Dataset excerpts
==================================================

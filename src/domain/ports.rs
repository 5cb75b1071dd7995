use crate::domain::model::{RawTable, UnifiedTable};
use crate::utils::error::Result;

pub trait Storage {
    fn exists(&self, path: &str) -> bool;
    fn read_file(&self, path: &str) -> Result<Vec<u8>>;
    fn write_file(&self, path: &str, data: &[u8]) -> Result<()>;
}

/// One bank's run: load the raw export, turn it into the unified table, hand it off.
pub trait Pipeline {
    fn extract(&self) -> Result<RawTable>;
    fn transform(&self, raw: RawTable) -> Result<UnifiedTable>;
    /// Returns where the table was written, if anywhere.
    fn load(&self, unified: &UnifiedTable) -> Result<Option<String>>;
}
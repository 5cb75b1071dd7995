pub mod etl;
pub mod loader;
pub mod pipeline;
pub mod profile;
pub mod reconcile;
pub mod unify;
pub mod values;

pub use crate::domain::model::{RawTable, UnifiedTable};
pub use crate::domain::ports::{Pipeline, Storage};
pub use crate::utils::error::Result;
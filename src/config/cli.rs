use crate::core::Storage;
use crate::utils::error::Result;
use std::fs;
use std::path::Path;

#[derive(Debug, Clone)]
pub struct LocalStorage {
    base_path: String,
}

impl LocalStorage {
    pub fn new(base_path: String) -> Self {
        Self { base_path }
    }
}

impl Storage for LocalStorage {
    fn exists(&self, path: &str) -> bool {
        Path::new(&self.base_path).join(path).is_file()
    }

    fn read_file(&self, path: &str) -> Result<Vec<u8>> {
        let full_path = Path::new(&self.base_path).join(path);
        let data = fs::read(full_path)?;
        Ok(data)
    }

    fn write_file(&self, path: &str, data: &[u8]) -> Result<()> {
        let full_path = Path::new(&self.base_path).join(path);

        if let Some(parent) = full_path.parent() {
            fs::create_dir_all(parent)?;
        }

        fs::write(full_path, data)?;
        Ok(())
    }
}
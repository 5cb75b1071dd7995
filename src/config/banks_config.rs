use crate::config::builtin::builtin_definitions;
use crate::core::profile::BankDefinition;
use crate::utils::error::{EtlError, Result};
use crate::utils::validation::{validate_non_empty_string, validate_path, Validate};
use regex::Regex;
use serde::{Deserialize, Serialize};
use std::path::Path;

fn default_min_rows() -> usize {
    5
}

#[derive(Debug, Clone, Serialize, Deserialize)]
pub struct BanksConfig {
    pub settings: Settings,
    #[serde(default)]
    pub banks: Vec<BankDefinition>,
}

#[derive(Debug, Clone, Serialize, Deserialize)]
pub struct Settings {
    /// Each bank's export is read from `<banks_base_path>/<bank name>/<csv_filename>`.
    pub banks_base_path: String,
    /// Loaded tables with fewer data rows fail. `0` disables the check.
    #[serde(default = "default_min_rows")]
    pub min_rows: usize,
    pub output_path: Option<String>,
}

impl BanksConfig {
    /// Loads and parses a TOML configuration file.
    pub fn from_file<P: AsRef<Path>>(path: P) -> Result<Self> {
        let content = std::fs::read_to_string(&path).map_err(EtlError::IoError)?;
        Self::from_toml_str(&content)
    }

    pub fn from_toml_str(content: &str) -> Result<Self> {
        let processed_content = Self::substitute_env_vars(content)?;

        toml::from_str(&processed_content).map_err(|e| EtlError::ConfigValidationError {
            field: "toml_parsing".to_string(),
            message: format!("TOML parsing error: {}", e),
        })
    }

    /// Replaces `${VAR}` references with environment values; unset variables are left as written.
    fn substitute_env_vars(content: &str) -> Result<String> {
        let re = Regex::new(r"\$\{([^}]+)\}").map_err(|e| EtlError::ConfigValidationError {
            field: "environment".to_string(),
            message: e.to_string(),
        })?;

        let result = re.replace_all(content, |caps: &regex::Captures| {
            let var_name = &caps[1];
            std::env::var(var_name).unwrap_or_else(|_| format!("${{{}}}", var_name))
        });

        Ok(result.to_string())
    }

    /// Declared banks, or the built-in set when the file declares none.
    pub fn bank_definitions(&self) -> Vec<BankDefinition> {
        if self.banks.is_empty() {
            builtin_definitions()
        } else {
            self.banks.clone()
        }
    }
}

impl Validate for BanksConfig {
    fn validate(&self) -> Result<()> {
        validate_path("settings.banks_base_path", &self.settings.banks_base_path)?;

        if let Some(output_path) = &self.settings.output_path {
            validate_path("settings.output_path", output_path)?;
        }

        for (i, bank) in self.banks.iter().enumerate() {
            validate_non_empty_string(&format!("banks[{}].name", i), &bank.name)?;
        }

        Ok(())
    }
}

#[cfg(test)]
mod tests {
    use super::*;
    use std::io::Write;
    use tempfile::NamedTempFile;

    #[test]
    fn test_parse_banks_config() {
        let toml_content = r#"
[settings]
banks_base_path = "/data/banks"
output_path = "./unified"

[[banks]]
name = "Abanca"
csv_encoding = "utf-8"
csv_delimiter = ";"
header_map = [
  { header = "Fecha ctble", column = "date" },
  { header = "Importe", column = "amount" },
  { header = "Concepto", column = "description" },
  { header = "Concepto ampliado", column = "description" },
]
"#;

        let config = BanksConfig::from_toml_str(toml_content).unwrap();

        assert_eq!(config.settings.banks_base_path, "/data/banks");
        assert_eq!(config.settings.min_rows, 5);
        assert_eq!(config.banks.len(), 1);

        let bank = &config.banks[0];
        assert_eq!(bank.csv_filename, "importar.csv");
        assert_eq!(bank.csv_header_row, 0);
        let headers: Vec<&str> = bank.header_map.iter().map(|m| m.header.as_str()).collect();
        assert_eq!(
            headers,
            vec!["Fecha ctble", "Importe", "Concepto", "Concepto ampliado"]
        );
        assert!(bank.build().is_ok());
    }

    #[test]
    fn test_invalid_bank_does_not_fail_config_loading() {
        let toml_content = r#"
[settings]
banks_base_path = "/data/banks"

[[banks]]
name = "Broken"
csv_encoding = "utf-16"
csv_header_row = -2
"#;

        let config = BanksConfig::from_toml_str(toml_content).unwrap();
        assert!(config.validate().is_ok());
        assert!(config.banks[0].build().is_err());
    }

    #[test]
    fn test_builtin_banks_when_none_declared() {
        let config = BanksConfig::from_toml_str("[settings]\nbanks_base_path = \"/data\"\n").unwrap();
        let names: Vec<String> = config.bank_definitions().into_iter().map(|b| b.name).collect();
        assert_eq!(names, vec!["N26", "Abanca", "DB"]);
    }

    #[test]
    fn test_env_var_substitution() {
        std::env::set_var("BANK_UNIFY_TEST_DIR", "/mnt/statements");

        let config = BanksConfig::from_toml_str(
            "[settings]\nbanks_base_path = \"${BANK_UNIFY_TEST_DIR}\"\nmin_rows = 0\n",
        )
        .unwrap();
        assert_eq!(config.settings.banks_base_path, "/mnt/statements");
        assert_eq!(config.settings.min_rows, 0);

        std::env::remove_var("BANK_UNIFY_TEST_DIR");
    }

    #[test]
    fn test_config_validation() {
        let config = BanksConfig::from_toml_str("[settings]\nbanks_base_path = \"\"\n").unwrap();
        assert!(config.validate().is_err());

        assert!(BanksConfig::from_toml_str("[banks]\n").is_err());
    }

    #[test]
    fn test_config_from_file() {
        let mut temp_file = NamedTempFile::new().unwrap();
        temp_file
            .write_all(b"[settings]\nbanks_base_path = \"./banks\"\n")
            .unwrap();

        let config = BanksConfig::from_file(temp_file.path()).unwrap();
        assert_eq!(config.settings.banks_base_path, "./banks");
        assert!(config.settings.output_path.is_none());
    }
}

==================================================

Task requirements.
Transcribe each entry exactly.

Response for this exercise.
filename src/domain/ports.rs
repository 5cb75b1071dd7995
use crate::domain::model::{RawTable, UnifiedTable};
use crate::utils::error::Result;

pub trait Storage {
    fn exists(&self, path: &str) -> bool;
    fn read_file(&self, path: &str) -> Result<Vec<u8>>;
    fn write_file(&self, path: &str, data: &[u8]) -> Result<()>;
}

/// One bank's run: load the raw export, turn it into the unified table, hand it off.
pub trait Pipeline {
    fn extract(&self) -> Result<RawTable>;
    fn transform(&self, raw: RawTable) -> Result<UnifiedTable>;
    /// Returns where the table was written, if anywhere.
    fn load(&self, unified: &UnifiedTable) -> Result<Option<String>>;
}
repository 5cb75b1071dd7995
pub mod etl;
pub mod loader;
pub mod pipeline;
pub mod profile;
pub mod reconcile;
pub mod unify;
pub mod values;

pub use crate::domain::model::{RawTable, UnifiedTable};
pub use crate::domain::ports::{Pipeline, Storage};
pub use crate::utils::error::Result;
filename src/config/cli.rs
use crate::core::Storage;
use crate::utils::error::Result;
use std::fs;
use std::path::Path;

#[derive(Debug, Clone)]
pub struct LocalStorage {
    base_path: String,
}

impl LocalStorage {
    pub fn new(base_path: String) -> Self {
        Self { base_path }
    }
}

impl Storage for LocalStorage {
    fn exists(&self, path: &str) -> bool {
        Path::new(&self.base_path).join(path).is_file()
    }

    fn read_file(&self, path: &str) -> Result<Vec<u8>> {
        let full_path = Path::new(&self.base_path).join(path);
        let data = fs::read(full_path)?;
        Ok(data)
    }

    fn write_file(&self, path: &str, data: &[u8]) -> Result<()> {
        let full_path = Path::new(&self.base_path).join(path);

        if let Some(parent) = full_path.parent() {
            fs::create_dir_all(parent)?;
        }

        fs::write(full_path, data)?;
        Ok(())
    }
}
repository 5cb75b1071dd7995
filename src/config/banks_config.rs
use crate::config::builtin::builtin_definitions;
use crate::core::profile::BankDefinition;
use crate::utils::error::{EtlError, Result};
use crate::utils::validation::{validate_non_empty_string, validate_path, Validate};
use regex::Regex;
use serde::{Deserialize, Serialize};
use std::path::Path;

fn default_min_rows() -> usize {
    5
}

#[derive(Debug, Clone, Serialize, Deserialize)]
pub struct BanksConfig {
    pub settings: Settings,
    #[serde(default)]
    pub banks: Vec<BankDefinition>,
}

#[derive(Debug, Clone, Serialize, Deserialize)]
pub struct Settings {
    /// Each bank's export is read from `<banks_base_path>/<bank name>/<csv_filename>`.
    pub banks_base_path: String,
    /// Loaded tables with fewer data rows fail. `0` disables the check.
    #[serde(default = "default_min_rows")]
    pub min_rows: usize,
    pub output_path: Option<String>,
}

impl BanksConfig {
    /// Loads and parses a TOML configuration file.
    pub fn from_file<P: AsRef<Path>>(path: P) -> Result<Self> {
        let content = std::fs::read_to_string(&path).map_err(EtlError::IoError)?;
        Self::from_toml_str(&content)
    }

    pub fn from_toml_str(content: &str) -> Result<Self> {
        let processed_content = Self::substitute_env_vars(content)?;

        toml::from_str(&processed_content).map_err(|e| EtlError::ConfigValidationError {
            field: "toml_parsing".to_string(),
            message: format!("TOML parsing error: {}", e),
        })
    }

    /// Replaces `${VAR}` references with environment values; unset variables are left as written.
    fn substitute_env_vars(content: &str) -> Result<String> {
        let re = Regex::new(r"\$\{([^}]+)\}").map_err(|e| EtlError::ConfigValidationError {
            field: "environment".to_string(),
            message: e.to_string(),
        })?;

        let result = re.replace_all(content, |caps: &regex::Captures| {
            let var_name = &caps[1];
            std::env::var(var_name).unwrap_or_else(|_| format!("${{{}}}", var_name))
        });

        Ok(result.to_string())
    }

    /// Declared banks, or the built-in set when the file declares none.
    pub fn bank_definitions(&self) -> Vec<BankDefinition> {
        if self.banks.is_empty() {
            builtin_definitions()
        } else {
            self.banks.clone()
        }
    }
}

impl Validate for BanksConfig {
    fn validate(&self) -> Result<()> {
        validate_path("settings.banks_base_path", &self.settings.banks_base_path)?;

        if let Some(output_path) = &self.settings.output_path {
            validate_path("settings.output_path", output_path)?;
        }

        for (i, bank) in self.banks.iter().enumerate() {
            validate_non_empty_string(&format!("banks[{}].name", i), &bank.name)?;
        }

        Ok(())
    }
}

#[cfg(test)]
mod tests {
    use super::*;
    use std::io::Write;
    use tempfile::NamedTempFile;

    #[test]
    fn test_parse_banks_config() {
        let toml_content = r#"
[settings]
banks_base_path = "/data/banks"
output_path = "./unified"

[[banks]]
name = "Abanca"
csv_encoding = "utf-8"
csv_delimiter = ";"
header_map = [
  { header = "Fecha ctble", column = "date" },
  { header = "Importe", column = "amount" },
  { header = "Concepto", column = "description" },
  { header = "Concepto ampliado", column = "description" },
]
"#;

        let config = BanksConfig::from_toml_str(toml_content).unwrap();

        assert_eq!(config.settings.banks_base_path, "/data/banks");
        assert_eq!(config.settings.min_rows, 5);
        assert_eq!(config.banks.len(), 1);

        let bank = &config.banks[0];
        assert_eq!(bank.csv_filename, "importar.csv");
        assert_eq!(bank.csv_header_row, 0);
        let headers: Vec<&str> = bank.header_map.iter().map(|m| m.header.as_str()).collect();
        assert_eq!(
            headers,
            vec!["Fecha ctble", "Importe", "Concepto", "Concepto ampliado"]
        );
        assert!(bank.build().is_ok());
    }

    #[test]
    fn test_invalid_bank_does_not_fail_config_loading() {
        let toml_content = r#"
[settings]
banks_base_path = "/data/banks"

[[banks]]
name = "Broken"
csv_encoding = "utf-16"
csv_header_row = -2
"#;

        let config = BanksConfig::from_toml_str(toml_content).unwrap();
        assert!(config.validate().is_ok());
        assert!(config.banks[0].build().is_err());
    }

    #[test]
    fn test_builtin_banks_when_none_declared() {
        let config = BanksConfig::from_toml_str("[settings]\nbanks_base_path = \"/data\"\n").unwrap();
        let names: Vec<String> = config.bank_definitions().into_iter().map(|b| b.name).collect();
        assert_eq!(names, vec!["N26", "Abanca", "DB"]);
    }

    #[test]
    fn test_env_var_substitution() {
        std::env::set_var("BANK_UNIFY_TEST_DIR", "/mnt/statements");

        let config = BanksConfig::from_toml_str(
            "[settings]\nbanks_base_path = \"${BANK_UNIFY_TEST_DIR}\"\nmin_rows = 0\n",
        )
        .unwrap();
        assert_eq!(config.settings.banks_base_path, "/mnt/statements");
        assert_eq!(config.settings.min_rows, 0);

        std::env::remove_var("BANK_UNIFY_TEST_DIR");
    }

    #[test]
    fn test_config_validation() {
        let config = BanksConfig::from_toml_str("[settings]\nbanks_base_path = \"\"\n").unwrap();
        assert!(config.validate().is_err());

        assert!(BanksConfig::from_toml_str("[banks]\n").is_err());
    }

    #[test]
    fn test_config_from_file() {
        let mut temp_file = NamedTempFile::new().unwrap();
        temp_file
            .write_all(b"[settings]\nbanks_base_path = \"./banks\"\n")
            .unwrap();

        let config = BanksConfig::from_file(temp_file.path()).unwrap();
        assert_eq!(config.settings.banks_base_path, "./banks");
        assert!(config.settings.output_path.is_none());
    }
}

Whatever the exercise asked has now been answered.